Using shared VR to understand how novices become experts
How Brighton Uni's Centre for Sports and Exercise Science and Medicine successfully uses an immersive environment to replicate real-life scenarios
Today, one of the big themes in education technology is virtual reality (VR). Universities everywhere are considering how VR could help to improve learning and understanding, as well as the role it could play in research. One player is the Sports and Exercise Science and Medicine group (SESAME) at the University of Brighton, which claims to have created a “complete immersive environment”.
Back in 2014, the University invested in a large semi-circular immersive display system from UK-based shared VR specialists Igloo Vision. This is now established as a valuable teaching aid, embedded in the undergraduate curriculum and also used across several different research projects.
Dr Nicholas Smeeton, Principal Lecturer in Sports and Exercise Psychology, originally specified the system and continues to oversee its day-to-day use. His particular interest is in the underlying mechanisms of human learning and performance in sport and exercise. And, to understand how people become experts, he needs to simulate sports environments to investigate the way they behave.
A classic example could be a goalkeeper preparing to receive a penalty kick. What do they look out for? How do they scrutinise the body shape of the penalty taker? And how do top-flight goalkeepers gather the knowledge and experience that enable them to act with such apparent ease and spontaneity when a kick is taken?
A similar scenario could be a tennis player who is about to receive a serve. Or, in a team situation, a group of defenders responding to a fast-moving attack in a football match. To understand these mechanisms and thought patterns it is necessary to replicate real-life scenarios. Yet there are few technological tools that do this effectively.
“Despite its apparent complexity, it is relatively straightforward to learn and use.”
“A traditional flat screen is not true-to-life,” says Dr Smeeton. “It doesn’t fill your field of view very well and, as a result, the way an experienced sports person scans the scene around them can’t be replicated, even if it’s a very large flat screen.
“We did think about using VR headsets, but there are too many potential issues. For example, as a sports person, you need to see your own body. You also need to be able to move freely. And, often, you need to see your teammates, and arrive at a collective decision. You can’t do this properly when you are wearing a headset.”
The solution was a 210° wrap-around display system. Because this provides a natural horizon, those all-important eye movements remain true-to-life. And,because people are immersed inside the scenario they can get a real sense of ‘presence’ – in effect, their mind can be tricked into believing it is somewhere else.
More usually, Igloo Vision provides fully enclosed 360° systems with a diameter of at least six metres. Because, floor space at the Brighton labs is at a premium, a bespoke 210° screen was created that can be easily stored then quickly erected whenever needed. The projection and audio system are permanently fixed.

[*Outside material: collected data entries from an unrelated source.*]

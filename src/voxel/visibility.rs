/// Face-exposure visibility pass.
/// A block is visible when it is opaque and at least one of its six
/// axis-aligned neighbors is open: out of chunk bounds, air, or a
/// transparent type. The probes consult the static per-type opacity
/// only, never the computed `visible` flags, so the result does not
/// depend on scan order. The downward probe is skipped at level 0; the
/// world floor never exposes a block.
use super::Chunk;

/// Recompute the `visible` flag of every cell in the chunk.
/// Runs once per chunk after the terrain fill. O(volume), at most six
/// probes per cell, no fixpoint iteration.
pub fn update_chunk_visibility(chunk: &mut Chunk) {
    let dims = chunk.dims();
    for level in 0..dims.height {
        for x in 0..dims.size_x {
            for y in 0..dims.size_y {
                let visible =
                    chunk.get(level, x, y).is_opaque() && has_open_neighbor(chunk, level, x, y);
                chunk.get_mut(level, x, y).visible = visible;
            }
        }
    }
}

#[inline]
fn has_open_neighbor(chunk: &Chunk, level: usize, x: usize, y: usize) -> bool {
    let (level, x, y) = (level as i32, x as i32, y as i32);

    is_open(chunk, level, x - 1, y)
        || is_open(chunk, level, x + 1, y)
        || is_open(chunk, level, x, y - 1)
        || is_open(chunk, level, x, y + 1)
        || is_open(chunk, level + 1, x, y)
        || (level != 0 && is_open(chunk, level - 1, x, y))
}

#[inline]
fn is_open(chunk: &Chunk, level: i32, x: i32, y: i32) -> bool {
    match chunk.try_get(level, x, y) {
        Some(block) => !block.is_opaque(),
        None => true,
    }
}
/// Benchmark suite for chunk selection and draw-list construction
use criterion::{black_box, criterion_group, criterion_main, BenchmarkId, Criterion};
use glam::IVec2;
use isovoxel::projection::Rotation;
use isovoxel::rendering::build_draw_list;
use isovoxel::{Camera, TerrainGenerator, WorldConfig};

fn bench_chunk_selection(c: &mut Criterion) {
    c.bench_function("chunk_selection", |b| {
        let world = TerrainGenerator::new(12345, WorldConfig::default()).generate();
        let mut camera = Camera::new();
        camera.pan(IVec2::new(600, 400));

        b.iter(|| black_box(world.visible_chunks(&camera, 640, 480).len()));
    });
}

fn bench_draw_list_build(c: &mut Criterion) {
    let mut group = c.benchmark_group("draw_list_build");
    let world = TerrainGenerator::new(12345, WorldConfig::default()).generate();
    let camera = Camera::new();
    let selected = world.visible_chunks(&camera, 640, 480);

    for yaw in Rotation::ALL {
        group.bench_with_input(
            BenchmarkId::from_parameter(yaw.degrees()),
            &yaw,
            |b, &yaw| {
                b.iter(|| black_box(build_draw_list(&selected, yaw).len()));
            },
        );
    }
    group.finish();
}

fn bench_draw_list_whole_world(c: &mut Criterion) {
    c.bench_function("draw_list_whole_world", |b| {
        let world = TerrainGenerator::new(12345, WorldConfig::default()).generate();
        let chunks = world.all_chunks();

        b.iter(|| black_box(build_draw_list(&chunks, Rotation::R90).len()));
    });
}

criterion_group!(
    benches,
    bench_chunk_selection,
    bench_draw_list_build,
    bench_draw_list_whole_world
);
criterion_main!(benches);
/// Painter's-algorithm rendering pipeline
/// Draw-list build, sprite lookup and framebuffer blitting
pub mod depth_sort;
pub mod framebuffer;
pub mod renderer;
pub mod texture;

pub use depth_sort::{build_draw_list, DepthEntry, DEPTH_Y_WEIGHT};
pub use framebuffer::Framebuffer;
pub use renderer::Renderer;
pub use texture::{SpriteRect, SpriteSheet, TextureError, SPRITE_HEIGHT, SPRITE_WIDTH};
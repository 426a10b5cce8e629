/// Camera system: a screen-space pan offset plus a cardinal yaw.
/// Arrow keys scroll the viewport; Q/E snap the world a quarter turn.
use crate::projection::Rotation;
use glam::IVec2;

/// Pixels the camera moves per fixed tick while a direction is held.
pub const PAN_STEP: i32 = 1;

#[derive(Debug, Clone, Copy, PartialEq, Eq)]
pub struct Camera {
    /// Top-left corner of the viewport in world screen pixels.
    pub offset: IVec2,
    /// Quarter-turn yaw applied to the whole world before projection.
    pub yaw: Rotation,
}

impl Camera {
    pub fn new() -> Self {
        Self {
            offset: IVec2::ZERO,
            yaw: Rotation::R0,
        }
    }

    #[inline]
    pub fn pan(&mut self, delta: IVec2) {
        self.offset += delta;
    }

    /// Turn the world 90 degrees counterclockwise (the E key).
    pub fn rotate_ccw(&mut self) {
        self.yaw = self.yaw.rotated_ccw();
    }

    /// Turn the world 90 degrees clockwise (the Q key).
    pub fn rotate_cw(&mut self) {
        self.yaw = self.yaw.rotated_cw();
    }
}

impl Default for Camera {
    fn default() -> Self {
        Self::new()
    }
}

/// Camera controller - handles input state
pub struct CameraController {
    pub up_pressed: bool,
    pub down_pressed: bool,
    pub left_pressed: bool,
    pub right_pressed: bool,
}

impl CameraController {
    pub fn new() -> Self {
        Self {
            up_pressed: false,
            down_pressed: false,
            left_pressed: false,
            right_pressed: false,
        }
    }

    /// Apply one fixed tick of held-key panning to the camera.
    /// Opposite keys cancel out.
    pub fn apply_to(&self, camera: &mut Camera) {
        let mut delta = IVec2::ZERO;

        if self.up_pressed {
            delta.y -= PAN_STEP;
        }
        if self.down_pressed {
            delta.y += PAN_STEP;
        }
        if self.left_pressed {
            delta.x -= PAN_STEP;
        }
        if self.right_pressed {
            delta.x += PAN_STEP;
        }

        camera.pan(delta);
    }
}

impl Default for CameraController {
    fn default() -> Self {
        Self::new()
    }
}

#[cfg(test)]
mod tests {
    use super::*;

    #[test]
    fn held_keys_pan_one_pixel_per_tick() {
        let mut camera = Camera::new();
        let mut controller = CameraController::new();
        controller.right_pressed = true;
        controller.down_pressed = true;

        for _ in 0..10 {
            controller.apply_to(&mut camera);
        }
        assert_eq!(camera.offset, IVec2::new(10, 10));

        controller.left_pressed = true; // cancels right
        controller.apply_to(&mut camera);
        assert_eq!(camera.offset, IVec2::new(10, 11));
    }

    #[test]
    fn rotate_commands_wrap_around() {
        let mut camera = Camera::new();
        for _ in 0..4 {
            camera.rotate_ccw();
        }
        assert_eq!(camera.yaw, Rotation::R0, "four E presses are a full turn");

        camera.rotate_cw();
        assert_eq!(camera.yaw, Rotation::R270, "Q from 0 wraps to 270");
    }
}
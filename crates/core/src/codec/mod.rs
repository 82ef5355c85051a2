//! Codec boundary for decoding sources and encoding volumes.
//!
//! The engine talks to audio codecs only through the traits in this module:
//! an [`AudioCodec`] opens [`SourceDecoder`]s on input files and
//! [`OutputContainer`]s for volumes. Samples cross the boundary as signed
//! 16-bit big-endian packed PCM at the run's target rate.
//!
//! # Example
//!
//! ```ignore
//! use audiobinder_core::codec::{AudioCodec, FfmpegCodec, OutputFormat, SourceDecoder};
//!
//! let codec = FfmpegCodec::with_defaults();
//! codec.validate()?;
//!
//! let decoder = codec.open_decoder(Path::new("/books/part1.mp3"))?;
//! println!("{} frames", decoder.native_format().total_frames);
//!
//! let container = codec.create_container(Path::new("/out/book.m4b"), &OutputFormat::new(44100, 2))?;
//! ```

mod bitrate;
mod config;
mod error;
mod ffmpeg;
mod reshape;
mod status;
mod traits;
mod types;

pub use bitrate::{nearest_valid_bitrate, valid_bitrates};
pub use config::FfmpegConfig;
pub use error::ConversionError;
pub use ffmpeg::{FfmpegCodec, FfmpegContainer, FfmpegDecoder};
pub use reshape::ChannelMap;
pub use status::StatusCode;
pub use traits::{AudioCodec, OutputContainer, SourceDecoder};
pub use types::{
    frames_to_ms, ByteOrder, NativeFormat, OutputFormat, PcmFormat, CANONICAL_BITS_PER_SAMPLE,
};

Three high-resolution projectors display the imagery, which is warped and blended across the curved screen by the Igloo Vision media player. Crucially, this integrates with the other technologies used by Dr Smeeton and his colleagues, such as treadmills, wireless accelerometers, sensors, and an array of MATLAB-based simulation tools and programs.

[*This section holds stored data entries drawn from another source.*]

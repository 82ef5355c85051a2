//! Prometheus metrics for binding runs.
//!
//! This module provides metrics for:
//! - Runs (outcome by result)
//! - Files (converted, failed, cancelled, conversion time)
//! - Volumes and encoded audio

use once_cell::sync::Lazy;
use prometheus::{
    Encoder, HistogramOpts, HistogramVec, IntCounter, IntCounterVec, Opts, Registry, TextEncoder,
};
use tracing::warn;

/// Global metrics registry.
pub static REGISTRY: Lazy<Registry> = Lazy::new(|| {
    let registry = Registry::new();
    register_metrics(&registry);
    registry
});

// =============================================================================
// Run Metrics
// =============================================================================

/// Runs total by result.
pub static RUNS_TOTAL: Lazy<IntCounterVec> = Lazy::new(|| {
    IntCounterVec::new(
        Opts::new("audiobinder_runs_total", "Total bind runs"),
        &["result"], // "success", "failure", "cancelled"
    )
    .unwrap()
});

// =============================================================================
// File Metrics
// =============================================================================

/// Source files processed by result.
pub static FILES_TOTAL: Lazy<IntCounterVec> = Lazy::new(|| {
    IntCounterVec::new(
        Opts::new("audiobinder_files_total", "Total source files processed"),
        &["result"], // "converted", "failed", "cancelled"
    )
    .unwrap()
});

/// Wall-clock time spent converting one source file.
pub static FILE_CONVERSION_DURATION: Lazy<HistogramVec> = Lazy::new(|| {
    HistogramVec::new(
        HistogramOpts::new(
            "audiobinder_file_conversion_duration_seconds",
            "Duration of single-file conversions",
        )
        .buckets(vec![0.1, 0.5, 1.0, 5.0, 10.0, 30.0, 60.0, 300.0, 900.0]),
        &["result"],
    )
    .unwrap()
});

// =============================================================================
// Output Metrics
// =============================================================================

/// Volumes written and closed successfully.
pub static VOLUMES_BOUND: Lazy<IntCounter> = Lazy::new(|| {
    IntCounter::new("audiobinder_volumes_bound_total", "Total volumes bound").unwrap()
});

/// PCM frames handed to output encoders.
pub static FRAMES_ENCODED: Lazy<IntCounter> = Lazy::new(|| {
    IntCounter::new(
        "audiobinder_frames_encoded_total",
        "Total PCM frames written to output containers",
    )
    .unwrap()
});

// =============================================================================
// Helper functions
// =============================================================================

/// Register all metrics with the given registry.
pub fn register_metrics(registry: &Registry) {
    let collectors: Vec<Box<dyn prometheus::core::Collector>> = vec![
        Box::new(RUNS_TOTAL.clone()),
        Box::new(FILES_TOTAL.clone()),
        Box::new(FILE_CONVERSION_DURATION.clone()),
        Box::new(VOLUMES_BOUND.clone()),
        Box::new(FRAMES_ENCODED.clone()),
    ];

    for collector in collectors {
        if let Err(e) = registry.register(collector) {
            warn!("Failed to register metric: {}", e);
        }
    }
}

/// Encode all metrics as Prometheus text format.
pub fn gather_metrics() -> Result<String, prometheus::Error> {
    let encoder = TextEncoder::new();
    let metric_families = REGISTRY.gather();
    let mut buffer = Vec::new();
    encoder.encode(&metric_families, &mut buffer)?;
    String::from_utf8(buffer).map_err(|e| prometheus::Error::Msg(e.to_string()))
}

#[cfg(test)]
mod tests {
    use super::*;

    #[test]
    fn test_gather_metrics_includes_touched_metrics() {
        RUNS_TOTAL.with_label_values(&["success"]).inc();
        FILES_TOTAL.with_label_values(&["converted"]).inc();
        FILE_CONVERSION_DURATION
            .with_label_values(&["converted"])
            .observe(0.2);
        VOLUMES_BOUND.inc();
        FRAMES_ENCODED.inc_by(1024);

        let output = gather_metrics().unwrap();

        assert!(output.contains("audiobinder_runs_total"));
        assert!(output.contains("audiobinder_files_total"));
        assert!(output.contains("audiobinder_file_conversion_duration_seconds"));
        assert!(output.contains("audiobinder_volumes_bound_total"));
        assert!(output.contains("audiobinder_frames_encoded_total"));
        assert!(output.contains("# HELP"));
        assert!(output.contains("# TYPE"));
    }

    #[test]
    fn test_register_twice_does_not_panic() {
        let registry = Registry::new();
        register_metrics(&registry);
        register_metrics(&registry);

        VOLUMES_BOUND.inc();
        let names: Vec<String> = registry
            .gather()
            .iter()
            .map(|family| family.get_name().to_string())
            .collect();
        assert!(names.contains(&"audiobinder_volumes_bound_total".to_string()));
    }
}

‘Universities everywhere are considering how VR could help to improve learning and understanding, as well as the role it could play in research.’

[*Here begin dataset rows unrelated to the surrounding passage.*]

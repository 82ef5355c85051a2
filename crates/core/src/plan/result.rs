//! Terminal results of a run.

use serde::{Deserialize, Serialize};
use std::fmt;
use std::path::PathBuf;

/// What one volume produced in a successful run.
#[derive(Debug, Clone, PartialEq, Eq, Serialize, Deserialize)]
pub struct VolumeOutcome {
    pub output_path: PathBuf,
    /// Encoded output duration in milliseconds.
    pub duration_ms: u64,
    pub files_converted: usize,
    pub files_failed: usize,
}

/// Why a run produced no output.
#[derive(Debug, Clone, PartialEq, Eq, Serialize, Deserialize)]
#[serde(tag = "kind", rename_all = "snake_case")]
pub enum FailureReason {
    /// A volume could not be bound at all: bad configuration, no input files,
    /// or the container could not be created or closed.
    Structural { volume: String, reason: String },
    /// The error policy stopped a volume after a file failure.
    Rejected { volume: String },
    /// The run was cancelled.
    Cancelled,
    /// No file converted anywhere in the run.
    NothingConverted,
}

impl fmt::Display for FailureReason {
    fn fmt(&self, f: &mut fmt::Formatter<'_>) -> fmt::Result {
        match self {
            FailureReason::Structural { volume, reason } => write!(f, "{}: {}", volume, reason),
            FailureReason::Rejected { volume } => {
                write!(f, "{}: stopped after a file failed to convert", volume)
            }
            FailureReason::Cancelled => write!(f, "cancelled"),
            FailureReason::NothingConverted => write!(f, "no files converted"),
        }
    }
}

/// Outcome of [`AudioBinder::bind`](crate::binder::AudioBinder::bind).
#[derive(Debug, Clone, PartialEq, Eq, Serialize, Deserialize)]
#[serde(tag = "result", rename_all = "snake_case")]
pub enum BindResult {
    /// Every volume was written.
    Success {
        total_duration_ms: u64,
        volumes: Vec<VolumeOutcome>,
    },
    /// Nothing was kept; every output created by the run was deleted.
    Failure { reason: FailureReason },
}

impl BindResult {
    pub fn failure(reason: FailureReason) -> Self {
        BindResult::Failure { reason }
    }

    pub fn is_success(&self) -> bool {
        matches!(self, BindResult::Success { .. })
    }

    pub fn is_cancelled(&self) -> bool {
        matches!(
            self,
            BindResult::Failure {
                reason: FailureReason::Cancelled
            }
        )
    }

    /// Total duration, for successful runs.
    pub fn total_duration_ms(&self) -> Option<u64> {
        match self {
            BindResult::Success {
                total_duration_ms, ..
            } => Some(*total_duration_ms),
            BindResult::Failure { .. } => None,
        }
    }

    pub fn failure_reason(&self) -> Option<&FailureReason> {
        match self {
            BindResult::Success { .. } => None,
            BindResult::Failure { reason } => Some(reason),
        }
    }

    /// Metric label for this outcome.
    pub fn label(&self) -> &'static str {
        match self {
            BindResult::Success { .. } => "success",
            BindResult::Failure {
                reason: FailureReason::Cancelled,
            } => "cancelled",
            BindResult::Failure { .. } => "failure",
        }
    }
}
mod job;

use std::path::{Path, PathBuf};

use anyhow::{Context, Result};
use clap::{Parser, Subcommand};
use tokio::signal;
use tracing::{error, info, warn};
use tracing_subscriber::{layer::SubscriberExt, util::SubscriberInitExt, EnvFilter};

use audiobinder_core::{
    load_settings, load_settings_from_env, metrics, probe_all, validate_settings, AbortOnFailure,
    AudioBinder, BindResult, ErrorPolicy, FfmpegCodec, FfprobeProber, LoggingConfig, Settings,
    SkipFailed, SourceFile, TracingReporter,
};

use job::Job;

/// Command-line arguments for audiobinder
#[derive(Parser, Debug)]
#[command(name = "audiobinder")]
#[command(about = "Binds ordered audio files into AAC audiobook volumes")]
#[command(version)]
struct Args {
    /// Settings file (TOML)
    #[arg(short, long, global = true, env = "AUDIOBINDER_SETTINGS")]
    settings: Option<PathBuf>,

    #[command(subcommand)]
    command: Command,
}

#[derive(Subcommand, Debug)]
enum Command {
    /// Bind the volumes described by a job file
    Bind {
        /// Job file (TOML)
        #[arg(short, long)]
        job: PathBuf,

        /// Keep going when a source file fails to convert
        #[arg(long)]
        skip_failed: bool,

        /// Print Prometheus metrics after the run
        #[arg(long)]
        metrics: bool,
    },
    /// Probe source files and print one JSON line per file
    Probe {
        #[arg(required = true)]
        files: Vec<PathBuf>,
    },
}

#[tokio::main]
async fn main() {
    let args = Args::parse();
    match run(args).await {
        Ok(true) => {}
        Ok(false) => std::process::exit(1),
        Err(e) => {
            error!("Fatal error: {:#}", e);
            eprintln!("audiobinder: {:#}", e);
            std::process::exit(1);
        }
    }
}

async fn run(args: Args) -> Result<bool> {
    let settings = match &args.settings {
        Some(path) => load_settings(path)
            .with_context(|| format!("Failed to load settings from {:?}", path))?,
        None => load_settings_from_env().context("Failed to load settings")?,
    };
    validate_settings(&settings).context("Settings validation failed")?;

    init_logging(&settings.logging);

    match args.command {
        Command::Bind {
            job,
            skip_failed,
            metrics,
        } => bind(&settings, &job, skip_failed, metrics).await,
        Command::Probe { files } => {
            probe(&settings, &files).await?;
            Ok(true)
        }
    }
}

fn init_logging(logging: &LoggingConfig) {
    let filter =
        EnvFilter::try_from_default_env().unwrap_or_else(|_| EnvFilter::new(&logging.level));
    let registry = tracing_subscriber::registry().with(filter);
    if logging.json {
        registry
            .with(tracing_subscriber::fmt::layer().json().with_writer(std::io::stderr))
            .init();
    } else {
        registry
            .with(tracing_subscriber::fmt::layer().with_writer(std::io::stderr))
            .init();
    }
}

async fn bind(
    settings: &Settings,
    job_path: &Path,
    skip_failed: bool,
    print_metrics: bool,
) -> Result<bool> {
    let job = Job::load(job_path)?;
    let requested = job.run_config(&settings.run);
    let config = requested.fixup_bitrate();
    if config.bitrate != requested.bitrate {
        warn!(
            "Bitrate {} is not valid for {} Hz {}, using {}",
            requested.bitrate, config.sample_rate, config.channels, config.bitrate
        );
    }

    let codec = FfmpegCodec::new(settings.ffmpeg.clone());
    codec.validate().context("FFmpeg is not usable")?;

    let prober = FfprobeProber::from_config(&settings.ffmpeg);
    let probed = probe_all(&prober, &job.input_paths()).await;
    for file in probed.iter().filter(|f| !f.valid) {
        warn!("{} could not be probed", file.path.display());
    }
    let plan = job.into_plan(probed).context("Invalid volume plan")?;

    let binder = AudioBinder::new(codec).with_buffer_size(settings.engine.buffer_size_bytes);
    let cancel = binder.cancel_handle();

    let mut task = tokio::task::spawn_blocking(move || {
        let mut policy: Box<dyn ErrorPolicy> = if skip_failed {
            Box::new(SkipFailed)
        } else {
            Box::new(AbortOnFailure)
        };
        let mut reporter = TracingReporter::new();
        binder.bind(&plan, &config, policy.as_mut(), &mut reporter)
    });

    let result = tokio::select! {
        joined = &mut task => joined,
        _ = signal::ctrl_c() => {
            info!("Interrupt received, cancelling");
            cancel.cancel();
            task.await
        }
    }
    .context("Bind task panicked")?;

    report(&result)?;

    if print_metrics {
        let text = metrics::gather_metrics().context("Failed to encode metrics")?;
        print!("{}", text);
    }

    Ok(result.is_success())
}

fn report(result: &BindResult) -> Result<()> {
    match result {
        BindResult::Success {
            total_duration_ms,
            volumes,
        } => info!(
            "Bound {} volumes, {} ms total",
            volumes.len(),
            total_duration_ms
        ),
        BindResult::Failure { reason } => error!("Bind failed: {}", reason),
    }
    println!("{}", serde_json::to_string(result)?);
    Ok(())
}

async fn probe(settings: &Settings, files: &[PathBuf]) -> Result<()> {
    let prober = FfprobeProber::from_config(&settings.ffmpeg);
    let probed: Vec<SourceFile> = probe_all(&prober, files).await;
    for file in &probed {
        println!("{}", serde_json::to_string(file)?);
    }
    Ok(())
}

#[cfg(test)]
mod tests {
    use super::*;

    #[test]
    fn test_args_parse_bind() {
        let args = Args::try_parse_from([
            "audiobinder",
            "bind",
            "--job",
            "book.toml",
            "--skip-failed",
        ])
        .unwrap();

        match args.command {
            Command::Bind {
                job,
                skip_failed,
                metrics,
            } => {
                assert_eq!(job, PathBuf::from("book.toml"));
                assert!(skip_failed);
                assert!(!metrics);
            }
            other => panic!("unexpected command {:?}", other),
        }
    }

    #[test]
    fn test_args_parse_probe_with_settings() {
        let args = Args::try_parse_from([
            "audiobinder",
            "probe",
            "--settings",
            "s.toml",
            "a.mp3",
            "b.mp3",
        ])
        .unwrap();

        assert_eq!(args.settings, Some(PathBuf::from("s.toml")));
        match args.command {
            Command::Probe { files } => assert_eq!(files.len(), 2),
            other => panic!("unexpected command {:?}", other),
        }
    }

    #[test]
    fn test_args_probe_requires_files() {
        assert!(Args::try_parse_from(["audiobinder", "probe"]).is_err());
    }

    #[test]
    fn test_args_bind_requires_job() {
        assert!(Args::try_parse_from(["audiobinder", "bind"]).is_err());
    }
}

“Despite its apparent complexity, it is relatively straightforward to learn and use,” continues Dr Smeeton. “All you need is the type of technical skills you would normally find in a laboratory environment, and our students and researchers find it relatively easy to devise and set-up their own experiments.”
Initially, the biggest challenge was to create a library of content. In the case of Brighton University, this consists of a range of 360° videos of typical sporting situations, including: the penalty kick; the tennis serve; the defender’s eye-view of a football attack; and, for running and cycling scenarios, a range of street scenes. Using off-the-shelf components, the team created their own tripods and camera-mounting mechanisms and, bit-by-bit, started to build up an archive of scenarios.
The system now plays an important role in the SESAME lab, alongside a range of other sports science tools and facilities. For example, it is linked to undergraduate teaching for second and third years students, and also used by a number of dissertation students and post graduates. In addition, Dr Smeeton and his colleagues have found several other uses for the system, such as presentations, video conferencing and Skype calls. Having a large, immersive screen of this type also helps researchers to interrogate and visualise large data sets.